When my son was 18 months old, we got a spaniel. Softest of all my dogs. The most submissive, too. The most he ever did to my son was to sit on him, to keep him in place, if someone knocked on the door. Never left alone with him, or my older daughter. I have a Kokoni now - who has Border Collie and Corgi in her, with potential indicators of a terrier of some sort, and maybe Spaniel. She is my assistance dog, who is - out of all the many dogs I've shared my life with over the last 46 years - the best trained of the lot. And she loves babies/small children, to the point where if she hears one crying, then she wants to know why. But she will never be left alone with any potential grandchildren (my two are adults now), because she can be a bit possessive, gets a little over-enthusiastic about bringing parcels into the house, and my parents current (hulking) GSD is absolutely terrified of her. Don't know why, but I figure there is a reason. She is also a rescue, with dodgy origins, who is neurotic and displays terror in certain situations. Not a dog I would ever trust with a baby/toddler.
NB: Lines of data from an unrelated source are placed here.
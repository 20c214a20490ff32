//! 회의 세션 수명주기 관리
//!
//! scheduled → active → ended, scheduled → cancelled.
//! ended/cancelled에서 나가는 전이는 없다

use crate::error::{CoreError, CoreResult};
use crate::meeting::{KeyedLocks, ParticipantManager, RecordingManager};
use crate::model::{
    MeetingSession, ParticipantStatus, RoomId, SessionId, SessionStatus, UserId,
};
use crate::protocol::ServerMessage;
use crate::registry::BroadcastRouter;
use crate::store::Stores;
use chrono::{DateTime, Utc};
use serde::Deserialize;
use std::sync::Arc;
use uuid::Uuid;

/// 세션 생성 파라미터
#[derive(Debug, Clone, Deserialize)]
pub struct NewSession {
    pub room_id: RoomId,
    pub host_id: UserId,
    pub start_time: DateTime<Utc>,
    pub end_time: DateTime<Utc>,
    #[serde(default)]
    pub recording_enabled: bool,
    #[serde(default = "default_true")]
    pub screen_sharing_enabled: bool,
    #[serde(default = "default_true")]
    pub chat_enabled: bool,
}

fn default_true() -> bool {
    true
}

/// 세션 상태 전이의 단일 소유자.
/// 같은 세션의 전이는 세션 키 락으로, 예약 겹침 검사는 회의실 키 락으로 직렬화된다
pub struct SessionManager {
    stores: Arc<Stores>,
    broadcast: Arc<BroadcastRouter>,
    session_locks: Arc<KeyedLocks>,
    room_locks: Arc<KeyedLocks>,
    participants: Arc<ParticipantManager>,
    recordings: Arc<RecordingManager>,
}

impl SessionManager {
    pub fn new(
        stores: Arc<Stores>,
        broadcast: Arc<BroadcastRouter>,
        session_locks: Arc<KeyedLocks>,
        room_locks: Arc<KeyedLocks>,
        participants: Arc<ParticipantManager>,
        recordings: Arc<RecordingManager>,
    ) -> Self {
        Self {
            stores,
            broadcast,
            session_locks,
            room_locks,
            participants,
            recordings,
        }
    }

    /// 세션 생성. 같은 회의실의 scheduled/active 세션과 [start, end) 창이
    /// 겹치면 Conflict. 경계 시각만 같은 경우는 허용된다
    pub async fn create(&self, req: NewSession) -> CoreResult<MeetingSession> {
        self.stores
            .users
            .find_by_id(req.host_id)
            .ok_or(CoreError::NotFound("user"))?;
        self.stores
            .rooms
            .find_by_id(req.room_id)
            .ok_or(CoreError::NotFound("meeting room"))?;
        if req.end_time <= req.start_time {
            return Err(CoreError::InvalidState(
                "session end time must be after start time".to_string(),
            ));
        }

        let _guard = self.room_locks.acquire(req.room_id).await;
        if !self
            .stores
            .sessions
            .find_overlapping(req.room_id, req.start_time, req.end_time)
            .is_empty()
        {
            return Err(CoreError::Conflict("time slot already booked".to_string()));
        }

        let session = MeetingSession {
            id: Uuid::new_v4(),
            room_id: req.room_id,
            host_id: req.host_id,
            start_time: req.start_time,
            end_time: req.end_time,
            status: SessionStatus::Scheduled,
            recording_enabled: req.recording_enabled,
            screen_sharing_enabled: req.screen_sharing_enabled,
            chat_enabled: req.chat_enabled,
            created_at: Utc::now(),
        };
        let session = self.stores.sessions.save(session);
        tracing::info!(
            session_id = %session.id,
            room_id = %session.room_id,
            "Meeting session scheduled"
        );
        Ok(session)
    }

    /// 세션 시작. scheduled에서만 허용되며 실제 시작 시각을 기록한다
    pub async fn start(&self, session_id: SessionId) -> CoreResult<MeetingSession> {
        let _guard = self.session_locks.acquire(session_id).await;

        let mut session = self
            .stores
            .sessions
            .find_by_id(session_id)
            .ok_or(CoreError::NotFound("session"))?;
        if session.status != SessionStatus::Scheduled {
            return Err(CoreError::InvalidState(
                "only scheduled sessions can be started".to_string(),
            ));
        }

        session.status = SessionStatus::Active;
        session.start_time = Utc::now();
        let session = self.stores.sessions.save(session);

        self.broadcast.to_session_lifecycle(
            session_id,
            &ServerMessage::SessionStarted {
                session: session.clone(),
            },
        );
        tracing::info!(session_id = %session_id, "Meeting session started");
        Ok(session)
    }

    /// 세션 종료. 전이 커밋 후 진행 중 녹화를 강제 완료하고
    /// joined 참가자 전원을 퇴장 처리한 뒤 SESSION_ENDED를 전파한다.
    /// 청중 스냅샷은 퇴장 캐스케이드 전에 떠야 한다
    pub async fn end(&self, session_id: SessionId) -> CoreResult<MeetingSession> {
        let _guard = self.session_locks.acquire(session_id).await;

        let mut session = self
            .stores
            .sessions
            .find_by_id(session_id)
            .ok_or(CoreError::NotFound("session"))?;
        if session.status != SessionStatus::Active {
            return Err(CoreError::InvalidState(
                "only active sessions can be ended".to_string(),
            ));
        }

        let ended_at = Utc::now();
        session.status = SessionStatus::Ended;
        session.end_time = ended_at;
        let session = self.stores.sessions.save(session);

        let audience: Vec<UserId> = self
            .stores
            .participants
            .find_by_session(session_id)
            .into_iter()
            .filter(|p| p.status != ParticipantStatus::Left)
            .map(|p| p.user_id)
            .collect();

        // 캐스케이드는 전이 커밋 후 무조건 수행되며 실패하지 않는다
        self.recordings.complete_all_for_session(session_id, ended_at);
        self.participants.force_leave_all(session_id, ended_at);

        self.broadcast.to_users(
            &audience,
            &ServerMessage::SessionEnded {
                session: session.clone(),
            },
        );
        tracing::info!(session_id = %session_id, "Meeting session ended");
        Ok(session)
    }

    /// 세션 취소. scheduled에서만 허용된다.
    /// active 이전에는 참가자가 있을 수 없으므로 통지할 청중이 없다
    pub async fn cancel(&self, session_id: SessionId) -> CoreResult<MeetingSession> {
        let _guard = self.session_locks.acquire(session_id).await;

        let mut session = self
            .stores
            .sessions
            .find_by_id(session_id)
            .ok_or(CoreError::NotFound("session"))?;
        if session.status != SessionStatus::Scheduled {
            return Err(CoreError::InvalidState(
                "only scheduled sessions can be cancelled".to_string(),
            ));
        }

        session.status = SessionStatus::Cancelled;
        let session = self.stores.sessions.save(session);
        tracing::info!(session_id = %session_id, "Meeting session cancelled");
        Ok(session)
    }

    pub fn get(&self, session_id: SessionId) -> CoreResult<MeetingSession> {
        self.stores
            .sessions
            .find_by_id(session_id)
            .ok_or(CoreError::NotFound("session"))
    }
}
All of my dogs have been trained, but also treated with kindness and respect for the fact that they're not little humans in fur coats... they are animals, with very powerful jaws, who if they took it into their heads to hurt someone, or kill a child who is annoying them - each and every one of them, from the softy Spaniel to the "ratter" GSD, from the assisting Kokoni to the trained guard GSD duo, has the potential to actually do so. I really wish more people who bring a dog into their home, would grasp this concept. Train and socialise their puppies with other dogs and situations, understand their body language - even if just a basic grasp - and respect that they don't all want to be climbed over by shrieking, curious fingered little ones. Ensure their dog knows who is "boss" (ie, that it's not the dog!) and have a lot of boundaries in place, along with teaching the dog that "no" is all it needs to hear, to stop what it's doing - not a giggly "no, Fluffikins, oh please don't... stop Fluffikins, that's not very nice, oh you are a naughty dog, aren't you, Fluffikins?", because that just confuses and perhaps even ramps up the dog's misbehaviour.
My thought is that we need to bring back the Dog Licenses and have a course before being able to get one, with a "pass" and "fail" set in place. We do with driving, after all. Both a car and a dog can cause life-altering injuries and/or death, at the end of the day.